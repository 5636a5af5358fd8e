//! Repo-root location and path conventions for Genie.
//!
//! The repo root is the nearest ancestor of a starting directory that
//! contains a `megarepo.json` or `.git` entry, falling back to the working
//! directory. Lookups are memoized for the lifetime of the process, keyed by
//! `(cwd, start_dir)`.
//!
//! # Example
//!
//! ```no_run
//! use genie_paths::{compute_location, find_repo_root, target_path};
//! use std::path::Path;
//!
//! let source = Path::new("/repo/packages/app/package.json.genie.ts");
//! let target = target_path(source).expect("generator suffix");
//! let root = find_repo_root(source.parent().unwrap(), Path::new("/repo"));
//! let location = compute_location(source, &root);
//! assert_eq!(location, "packages/app");
//! ```

use std::collections::HashMap;
use std::path::{Component, Path, PathBuf};
use std::sync::{Mutex, OnceLock};

/// Exact suffix identifying a generator source. Treated purely as a string;
/// no language assumption is made about the file's contents.
pub const GENERATOR_SUFFIX: &str = ".genie.ts";

/// Marker files that identify the repo root.
pub const ROOT_MARKERS: [&str; 2] = ["megarepo.json", ".git"];

fn repo_root_cache() -> &'static Mutex<HashMap<(PathBuf, PathBuf), PathBuf>> {
    static CACHE: OnceLock<Mutex<HashMap<(PathBuf, PathBuf), PathBuf>>> = OnceLock::new();
    CACHE.get_or_init(|| Mutex::new(HashMap::new()))
}

/// Find the repo root for `start_dir`.
///
/// Walks ancestors of `start_dir` (inclusive) and returns the first directory
/// containing a root marker; falls back to `cwd` when none is found. Results
/// are memoized per `(cwd, start_dir)` for the process lifetime.
pub fn find_repo_root(start_dir: &Path, cwd: &Path) -> PathBuf {
    let key = (cwd.to_path_buf(), start_dir.to_path_buf());
    if let Ok(cache) = repo_root_cache().lock() {
        if let Some(hit) = cache.get(&key) {
            return hit.clone();
        }
    }

    let root = locate_repo_root(start_dir).unwrap_or_else(|| cwd.to_path_buf());

    if let Ok(mut cache) = repo_root_cache().lock() {
        cache.insert(key, root.clone());
    }
    root
}

fn locate_repo_root(start_dir: &Path) -> Option<PathBuf> {
    let mut dir = Some(start_dir);
    while let Some(current) = dir {
        for marker in ROOT_MARKERS {
            if current.join(marker).exists() {
                return Some(current.to_path_buf());
            }
        }
        dir = current.parent();
    }
    None
}

/// Derive the target path for a generator source by stripping the suffix.
///
/// Returns `None` when the path does not end in [`GENERATOR_SUFFIX`].
pub fn target_path(source: &Path) -> Option<PathBuf> {
    let text = source.to_str()?;
    let stripped = text.strip_suffix(GENERATOR_SUFFIX)?;
    if stripped.is_empty() {
        return None;
    }
    Some(PathBuf::from(stripped))
}

/// Compute the target's package-relative location under the repo root.
///
/// The result uses forward slashes and is `"."` for the repo root itself.
pub fn compute_location(source: &Path, repo_root: &Path) -> String {
    let target = target_path(source).unwrap_or_else(|| source.to_path_buf());
    let dir = target.parent().unwrap_or(Path::new(""));
    let relative = dir.strip_prefix(repo_root).unwrap_or(dir);
    let location = to_forward_slashes(relative);
    if location.is_empty() {
        ".".to_string()
    } else {
        location
    }
}

/// Render a path with `/` separators regardless of platform.
pub fn to_forward_slashes(path: &Path) -> String {
    path.components()
        .filter_map(|c| match c {
            Component::Normal(part) => Some(part.to_string_lossy().into_owned()),
            _ => None,
        })
        .collect::<Vec<_>>()
        .join("/")
}

/// Resolve `.` and `..` segments lexically, without touching the filesystem.
///
/// Used by the duplicate-target preflight so `/x/a/../foo` and `/x/foo`
/// compare equal before either target exists.
pub fn normalize_lexically(path: &Path) -> PathBuf {
    let mut parts: Vec<Component<'_>> = Vec::new();
    for component in path.components() {
        match component {
            Component::CurDir => {}
            Component::ParentDir => {
                match parts.last() {
                    Some(Component::Normal(_)) => {
                        parts.pop();
                    }
                    Some(Component::RootDir) | Some(Component::Prefix(_)) => {}
                    _ => parts.push(component),
                }
            }
            other => parts.push(other),
        }
    }
    parts.iter().map(|c| c.as_os_str()).collect()
}

/// The file's basename.
///
/// Dotfiles keep their leading dot: `base_name(".bashrc") == ".bashrc"`.
pub fn base_name(path: &Path) -> String {
    path.file_name()
        .map(|n| n.to_string_lossy().into_owned())
        .unwrap_or_default()
}

/// The file's extension, without the dot.
///
/// A leading dot does not start an extension: `extension(".bashrc") == ""`
/// while `extension(".config.json") == "json"`.
pub fn extension(path: &Path) -> String {
    let name = base_name(path);
    let head = name.chars().next().map_or(0, char::len_utf8);
    let rest = &name[head..];
    match rest.rfind('.') {
        Some(idx) if idx + 1 < rest.len() => rest[idx + 1..].to_string(),
        _ => String::new(),
    }
}

/// Compute `path` relative to `base`, forward-slashed, for display.
pub fn display_relative(path: &Path, base: &Path) -> String {
    let relative = path.strip_prefix(base).unwrap_or(path);
    let rendered = to_forward_slashes(relative);
    if rendered.is_empty() {
        ".".to_string()
    } else {
        rendered
    }
}

#[cfg(test)]
mod tests {
    use std::fs;

    use tempfile::tempdir;

    use super::*;

    #[test]
    fn target_path_strips_suffix() {
        assert_eq!(
            target_path(Path::new("/x/package.json.genie.ts")),
            Some(PathBuf::from("/x/package.json"))
        );
        assert_eq!(target_path(Path::new("/x/package.json")), None);
    }

    #[test]
    fn target_path_rejects_bare_suffix() {
        assert_eq!(target_path(Path::new(".genie.ts")), None);
    }

    #[test]
    fn repo_root_found_via_marker() {
        let td = tempdir().expect("tempdir");
        let root = td.path().join("repo");
        let nested = root.join("packages/app");
        fs::create_dir_all(&nested).expect("mkdir");
        fs::write(root.join("megarepo.json"), "{}").expect("write marker");

        assert_eq!(find_repo_root(&nested, td.path()), root);
    }

    #[test]
    fn repo_root_found_via_git_dir() {
        let td = tempdir().expect("tempdir");
        let root = td.path().join("repo");
        fs::create_dir_all(root.join(".git")).expect("mkdir");
        let nested = root.join("a/b");
        fs::create_dir_all(&nested).expect("mkdir");

        assert_eq!(find_repo_root(&nested, td.path()), root);
    }

    #[test]
    fn repo_root_falls_back_to_cwd() {
        let td = tempdir().expect("tempdir");
        let orphan = td.path().join("no-markers/here");
        fs::create_dir_all(&orphan).expect("mkdir");

        // No marker anywhere above a tempdir is not guaranteed, so assert the
        // fallback only when the walk genuinely finds nothing.
        if super::locate_repo_root(&orphan).is_none() {
            let cwd = td.path().join("cwd");
            assert_eq!(find_repo_root(&orphan, &cwd), cwd);
        }
    }

    #[test]
    fn repo_root_lookup_is_memoized() {
        let td = tempdir().expect("tempdir");
        let root = td.path().join("repo");
        let nested = root.join("pkg");
        fs::create_dir_all(&nested).expect("mkdir");
        fs::write(root.join("megarepo.json"), "{}").expect("write marker");

        let first = find_repo_root(&nested, td.path());
        // Removing the marker must not change the memoized answer.
        fs::remove_file(root.join("megarepo.json")).expect("rm marker");
        let second = find_repo_root(&nested, td.path());
        assert_eq!(first, second);
    }

    #[test]
    fn location_is_repo_relative_and_forward_slashed() {
        let source = Path::new("/repo/packages/app/package.json.genie.ts");
        assert_eq!(compute_location(source, Path::new("/repo")), "packages/app");
    }

    #[test]
    fn location_for_repo_root_is_dot() {
        let source = Path::new("/repo/tsconfig.json.genie.ts");
        assert_eq!(compute_location(source, Path::new("/repo")), ".");
    }

    #[test]
    fn normalize_resolves_dot_segments() {
        assert_eq!(
            normalize_lexically(Path::new("/x/a/../foo.genie.ts")),
            PathBuf::from("/x/foo.genie.ts")
        );
        assert_eq!(
            normalize_lexically(Path::new("/x/./y/./z")),
            PathBuf::from("/x/y/z")
        );
    }

    #[test]
    fn normalize_keeps_root_anchored_parent() {
        assert_eq!(normalize_lexically(Path::new("/../x")), PathBuf::from("/x"));
    }

    #[test]
    fn dotfile_basename_and_extension() {
        assert_eq!(base_name(Path::new("/home/u/.bashrc")), ".bashrc");
        assert_eq!(extension(Path::new("/home/u/.bashrc")), "");
        assert_eq!(extension(Path::new("/x/.config.json")), "json");
        assert_eq!(extension(Path::new("/x/tsconfig.json")), "json");
        assert_eq!(extension(Path::new("/x/Makefile")), "");
        assert_eq!(extension(Path::new("/x/archive.tar.gz")), "gz");
    }

    #[test]
    fn display_relative_falls_back_to_absolute() {
        assert_eq!(
            display_relative(Path::new("/repo/a/b.json"), Path::new("/repo")),
            "a/b.json"
        );
        assert_eq!(
            display_relative(Path::new("/elsewhere/b.json"), Path::new("/repo")),
            "elsewhere/b.json"
        );
    }
}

- - - - -

Try it. In the listing above, find every line with the word "current" and copy it out.

Answer below.
    while let Some(current) = dir {
            if current.join(marker).exists() {
                return Some(current.to_path_buf());
        dir = current.parent();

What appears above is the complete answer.